One of the aspects of Apple Pay that I think is great is that merchants aren’t really troubled with much of everything, since most of this is really on the backend. A new reader with NFC capabilities, and they’re off and running. Low cost or no cost adoption. Or is it? Nobody has mentioned what Apple’s commission is on this latest development. An article on Forbes suggested it may be around 0.2%, giving Apple $0.20 for every $100 spent. That’s not much, but when you consider what percentage that is of the credit card companies’ net (perhaps around 14%), it starts to look more substantial. Credit card companies like their investors, so it’s hard to imagine them not wanting to pass that extra cost onto merchants, who will be all-too-willing to share that with consumers.
All of that aside, it’s very smart and forward thinking, and early adopters will likely be looked upon with jealousy by others. From an implementation perspective, adding Apple Pay will likely be as easy as it was to add Google+, and merchants will do it. But the long-term prospects will rely highly on what sort of deal Apple made….the devil is always in the details.
The Technology of Apple Pay (Tim Broder)
Out of the gate, Pay is native app only. This leaves Magento sites at a disadvantage. In the future I’d like to see Apple open up this functionality to Safari on both mobile and desktop. Pay already has one-time number generation. This could be implemented in the browser similar to how [1Password](https://itunes.apple.com/us/app/1password-password- manager/id443987910?mt=12&at=11laRZ&ct=pro) can inject a credit card number into a form. Until something like this happens, only sites with a native app siting in front of Magento’s API will be able to take advantage. If you are looking to investigate this space, meets.io, an unofficial Magento SDK, is a great starting point.

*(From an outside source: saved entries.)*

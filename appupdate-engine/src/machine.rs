//! Application update state machine
//!
//! ```text
//! Idle --start download--> Downloading
//! Downloading --complete & verified--> Pending
//! Downloading --fail(code)--> Idle          (download-failed persisted)
//! Downloading --cancel--> Idle              (partial mar deleted)
//! Pending --newer offer--> Pending          (ready + downloading coexist)
//! Pending --stage/apply--> Swap
//! Swap --stage ok--> Applied --observed--> Idle
//! Swap --apply ok--> Succeeded --observed--> Idle
//! Swap --fail(code)--> Failed --observed--> Idle
//! ```
//!
//! Every mutation writes the new `(status, records)` tuple to the store
//! before the in-memory state moves. A failed write leaves memory untouched,
//! so disk never lags memory. The one exception is collapsing a terminal
//! state to `Idle` once observed, which only changes memory; the terminal
//! tuple left on disk reconciles to `Idle` at the next startup anyway.
//!
//! The machine is synchronous and does no I/O beyond the store. Download and
//! apply work happens elsewhere and reports back through
//! [`complete_download`](ApplicationUpdateStateMachine::complete_download),
//! [`fail_download`](ApplicationUpdateStateMachine::fail_download) and
//! [`finish_swap`](ApplicationUpdateStateMachine::finish_swap). Downloads are
//! tagged with a generation so reports from a cancelled download are
//! rejected as stale.

use std::fs::File;
use std::io;
use std::path::{Path, PathBuf};

use sha2::{Digest, Sha256};
use tokio::sync::{broadcast, watch};
use tracing::{debug, info, warn};

use crate::collaborator::{ApplyMode, ApplyRequest};
use crate::config::UpdateConfig;
use crate::error::{codes, FailureCode, OperationFailure, Result, UpdateError};
use crate::reconcile::ReconcileOutcome;
use crate::record::{MarRole, PatchRecord, UpdateRecord};
use crate::status::{AppUpdateState, DownloadProgress, StatusToken};
use crate::store::{PersistedState, PersistedStateStore};

const TRANSITION_CAPACITY: usize = 32;

/// The parts of [`UpdateConfig`] the state machine acts on.
#[derive(Debug, Clone, Copy, PartialEq, Eq)]
pub struct MachineSettings {
    pub use_service: bool,
    pub staging_enabled: bool,
    pub max_download_attempts: u32,
    pub history_limit: usize,
}

impl Default for MachineSettings {
    fn default() -> Self {
        Self::from(&UpdateConfig::default())
    }
}

impl From<&UpdateConfig> for MachineSettings {
    fn from(config: &UpdateConfig) -> Self {
        Self {
            use_service: config.use_service,
            staging_enabled: config.staging_enabled,
            max_download_attempts: config.max_download_attempts,
            history_limit: config.history_limit,
        }
    }
}

/// A download the caller should now run.
#[derive(Debug, Clone, PartialEq, Eq)]
pub struct DownloadTicket {
    /// Identifies this download when reporting back
    pub generation: u64,
    pub target_version: String,
    pub patch: PatchRecord,
    /// Where the patch goes; may already hold a partial file
    pub dest: PathBuf,
}

pub struct ApplicationUpdateStateMachine {
    store: PersistedStateStore,
    settings: MachineSettings,
    state: AppUpdateState,
    persisted: PersistedState,
    last_outcome: StatusToken,
    generation: u64,
    active_download: Option<u64>,
    swap_mode: Option<ApplyMode>,
    transitions: broadcast::Sender<AppUpdateState>,
    progress: watch::Sender<Option<DownloadProgress>>,
}
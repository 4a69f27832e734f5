//! # appupdate Common
//!
//! Shared utilities for the appupdate crates.
//!
//! ## Logging
//!
//! ```no_run
//! use appupdate_common::init_logging;
//!
//! init_logging("info").unwrap();
//! tracing::info!(status = "pending", "Update ready");
//! ```

pub mod logging;

pub use logging::{init_logging, init_logging_json, LogFormat};
struct Inner {
    config: UpdateConfig,
    store: PersistedStateStore,
    reconciler: StateReconciler,
    machine: Mutex<ApplicationUpdateStateMachine>,
    downloader: Arc<dyn PatchDownloader>,
    applier: Arc<dyn PatchApplier>,
    download_task: Mutex<Option<JoinHandle<()>>>,
}

fn lock<T>(mutex: &Mutex<T>) -> MutexGuard<'_, T> {
    mutex.lock().unwrap_or_else(PoisonError::into_inner)
}

impl UpdateManager {
    /// Validate the configuration and reconcile the update directory.
    ///
    /// When updates are disabled nothing on disk is read or written and the
    /// manager stays `Idle`.
    #[instrument(skip_all, fields(update_dir = %config.update_dir.display()))]
    pub fn new(
        config: UpdateConfig,
        downloader: Arc<dyn PatchDownloader>,
        applier: Arc<dyn PatchApplier>,
    ) -> Result<Self> {
        config.validate().map_err(UpdateError::Config)?;

        let store = PersistedStateStore::new(&config.update_dir);
        let reconciler = StateReconciler::new(config.history_limit);

        let outcome = if config.is_active() {
            reconciler.reconcile(&store)
        } else {
            info!(
                enabled = config.enabled,
                disabled_for_testing = config.disabled_for_testing,
                "Updates inactive, skipping reconciliation"
            );
            ReconcileOutcome {
                state: AppUpdateState::Idle,
                previous_status: StatusToken::None,
                persisted: PersistedState::default(),
                discarded: Vec::new(),
            }
        };

        let machine = ApplicationUpdateStateMachine::new(
            store.clone(),
            MachineSettings::from(&config),
            outcome,
        );

        info!(
            state = %machine.state(),
            channel = %config.channel,
            "Update manager initialized"
        );

        Ok(Self {
            inner: Arc::new(Inner {
                config,
                store,
                reconciler,
                machine: Mutex::new(machine),
                downloader,
                applier,
                download_task: Mutex::new(None),
            }),
        })
    }

    pub fn config(&self) -> &UpdateConfig {
        &self.inner.config
    }

    /// Current state. Terminal states stay visible until [`acknowledge`]d
    /// or until the next mutation.
    ///
    /// [`acknowledge`]: UpdateManager::acknowledge
    pub fn current_state(&self) -> AppUpdateState {
        self.inner.machine().state()
    }

    /// Collapse a terminal state to `Idle` and return the resulting state.
    pub fn acknowledge(&self) -> AppUpdateState {
        self.inner.machine().observe()
    }

    /// Resolves with the next state transition after this call.
    ///
    /// The subscription is taken when this is called, not when the future is
    /// first polled, so a transition triggered right after cannot be missed.
    pub fn state_transition(&self) -> impl Future<Output = Result<AppUpdateState>> + Send + 'static {
        let mut rx = self.inner.machine().subscribe();
        async move {
            loop {
                match rx.recv().await {
                    Ok(state) => return Ok(state),
                    Err(broadcast::error::RecvError::Lagged(skipped)) => {
                        debug!(skipped, "State transition receiver lagged");
                    }
                    Err(broadcast::error::RecvError::Closed) => return Err(UpdateError::ShutDown),
                }
            }
        }
    }

    /// Every transition from now on, for callers that follow a whole
    /// operation rather than one step.
    pub fn transitions(&self) -> broadcast::Receiver<AppUpdateState> {
        self.inner.machine().subscribe()
    }

    pub fn get_ready_update(&self) -> Option<UpdateRecord> {
        self.inner.machine().ready().cloned()
    }

    pub fn get_downloading_update(&self) -> Option<UpdateRecord> {
        self.inner.machine().downloading().cloned()
    }

    /// Finished updates, newest first.
    pub fn history(&self) -> Vec<UpdateRecord> {
        self.inner.machine().history().to_vec()
    }

    /// Outcome of the previous session, or of the last finished operation.
    pub fn last_outcome(&self) -> StatusToken {
        self.inner.machine().last_outcome().clone()
    }

    /// Whether the download retry budget allows another attempt.
    pub fn should_retry_download(&self) -> bool {
        self.inner.config.is_active() && self.inner.machine().should_retry_download()
    }

    /// Latest progress of the running download, if any.
    pub fn progress(&self) -> watch::Receiver<Option<DownloadProgress>> {
        self.inner.machine().progress()
    }

    /// Start downloading an offered update in the background.
    #[instrument(skip(self, descriptor), fields(version = %descriptor.target_version))]
    pub fn start_download(&self, descriptor: UpdateDescriptor) -> Result<AppUpdateState> {
        self.inner.ensure_active()?;
        let record = descriptor.into_downloading_record()?;

        let mut machine = self.inner.machine();
        let ticket = machine.begin_download(record)?;
        self.inner.spawn_download(&machine, ticket);
        Ok(machine.state())
    }

    /// Restart the persisted download, e.g. after startup reconciled to
    /// `Downloading`.
    #[instrument(skip(self))]
    pub fn resume_download(&self) -> Result<AppUpdateState> {
        self.inner.ensure_active()?;
        let mut machine = self.inner.machine();
        let ticket = machine.resume_download()?;
        info!(version = %ticket.target_version, "Resuming update download");
        self.inner.spawn_download(&machine, ticket);
        Ok(machine.state())
    }

    /// Stage the ready update for the next restart.
    pub fn stage(&self) -> Result<AppUpdateState> {
        self.inner.swap(ApplyMode::Stage)
    }

    /// Apply the ready update in place.
    pub fn apply(&self) -> Result<AppUpdateState> {
        self.inner.swap(ApplyMode::Install)
    }

    /// Cancel the running download. Refused while staging or applying.
    #[instrument(skip(self))]
    pub fn cancel(&self) -> Result<AppUpdateState> {
        self.inner.ensure_active()?;
        let mut machine = self.inner.machine();
        let state = machine.cancel_download()?;
        self.inner.abort_download(&machine);
        Ok(state)
    }

    /// Drop in-memory state and reconcile the update directory again.
    #[instrument(skip(self))]
    pub fn resync(&self) -> Result<AppUpdateState> {
        self.inner.ensure_active()?;
        let mut machine = self.inner.machine();
        if machine.state() == AppUpdateState::Swap {
            return Err(UpdateError::NotInterruptible);
        }
        self.inner.abort_download_task();
        let outcome = self.inner.reconciler.reconcile(&self.inner.store);
        machine.reset(outcome);
        Ok(machine.state())
    }
}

I’ll be curious if a developer comes up with a browser dedicated to this functionality. Tap into the Pay API and generate credit card numbers ad hoc, and bridge between Pay and e-commerce sites. Or, take it a step further and develop a custom keyboard for iOS 8. If allowed, it would be more seamless than a whole seperate browser. I say “if allowed” because there are some restrictions on what 3rd party keyboard can do. For example, they cannot touch passwords. The stock keyboard reasserts itself when tapping on a password field.